As the attackers mowed people down, a police commissioner and his driver, learning from the police radio that they were near the site, sped to the concert hall before more elite teams could get there. They charged inside, shooting one of the gunmen before the attacker had a chance to use his high-powered rifle. Then they retreated so that special-operations teams could assemble.
It was a key action that slowed the pace of carnage. "In hindsight, I know that we saved dozens, maybe hundreds of lives," the commissioner, who hasn't been named, told private television channel M6.
"It's their action that made it possible to stop the killing," Christophe Molmy, who heads the elite BRI police intervention squad, said of the police commissioner and his driver.

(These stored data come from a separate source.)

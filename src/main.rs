//! wpf-eval entry point: CLI wiring, logging, config, and result output.

use std::process;

use anyhow::{Context, bail};
use tracing::info;
use tracing_subscriber::EnvFilter;

use wpf_eval::cli::{self, CliOptions, LogFormat};
use wpf_eval::config::EvalConfig;
use wpf_eval::eval::Evaluator;
use wpf_eval::io::export::export_cases_csv;
use wpf_eval::reporting::EvaluationReport;
use wpf_eval::submission;

fn init_logging(format: LogFormat) {
    let filter = EnvFilter::try_from_default_env().unwrap_or_else(|_| EnvFilter::new("info"));
    let builder = tracing_subscriber::fmt()
        .with_env_filter(filter)
        .with_writer(std::io::stderr);
    match format {
        LogFormat::Text => builder.init(),
        LogFormat::Json => builder.json().init(),
    }
}

fn load_config(cli: &CliOptions) -> anyhow::Result<EvalConfig> {
    let config = match &cli.config {
        Some(path) => EvalConfig::from_toml_file(path)?,
        None => EvalConfig::default(),
    };
    let errors = config.validate();
    if !errors.is_empty() {
        for e in &errors {
            eprintln!("{e}");
        }
        bail!("invalid configuration ({} errors)", errors.len());
    }
    Ok(config)
}

fn run(cli: &CliOptions) -> anyhow::Result<()> {
    let config = load_config(cli)?;
    let evaluator = Evaluator::from_config(config);

    let evaluation = if cli.dir {
        evaluator.evaluate(&cli.submission)?
    } else {
        submission::run(&cli.submission, &evaluator)?
    };

    eprintln!("{}", EvaluationReport::new(&evaluation));

    if let Some(path) = &cli.cases_out {
        export_cases_csv(&evaluation.cases, path)
            .with_context(|| format!("failed to write case CSV to {}", path.display()))?;
        info!(path = %path.display(), cases = evaluation.cases.len(), "case scores written");
    }

    let json = serde_json::to_string(&evaluation.result)?;
    println!("{json}");
    Ok(())
}

fn main() {
    let cli = cli::parse_args();
    init_logging(cli.log_format);

    if let Err(e) = run(&cli) {
        eprintln!("error: {e:#}");
        process::exit(1);
    }
}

When Molmy's rapid-reaction team arrived at 10:15, "there's no shooting, there's no noise, there's an oppressive silence inside the Bataclan."
Inside, the remaining gunmen took hostages and used them as human shields or as go-betweens with police — ordered to tell the elite police teams to stay back.
Bassist Matt McJunkins described hiding in a room off the stage with the band's tour manager and several other concertgoers, including some who had been wounded.
"Someone blocked a door with a chair," McJunkins said. "Another found a bottle of Champagne to use as a weapon ... The gunfire went on for 10, 15 minutes. Then it would stop and there was this sense of relief, and it would start again. And then there was an explosion," which he later learned was one of the gunmen detonating his suicide vest.
At 12:20 a.m., an assault by a police intervention team ended with one gunman shot dead, and another blown up in a suicide explosion, said Paris prosecutor Francois Molins. Some police who moved in after it was all over said they were traumatized by the incessant ringing of cell phones scattered about the debris, blood and corpses, an officer told the Associated Press. One screen showed a missed call from "Mom."
It is not clear what the future holds for the Bataclan, which dates from the 1860s. However, the band members have vowed that they will return and play the theater when it reopens.
"I want to be the first band to pay in the Bataclan when it opens up," Hughes said. "Because I was there when it went silent for a minute. Our friends went there to go see rock and roll, and died. I'm going to go back there and live."
The Associated Press contributed to this report.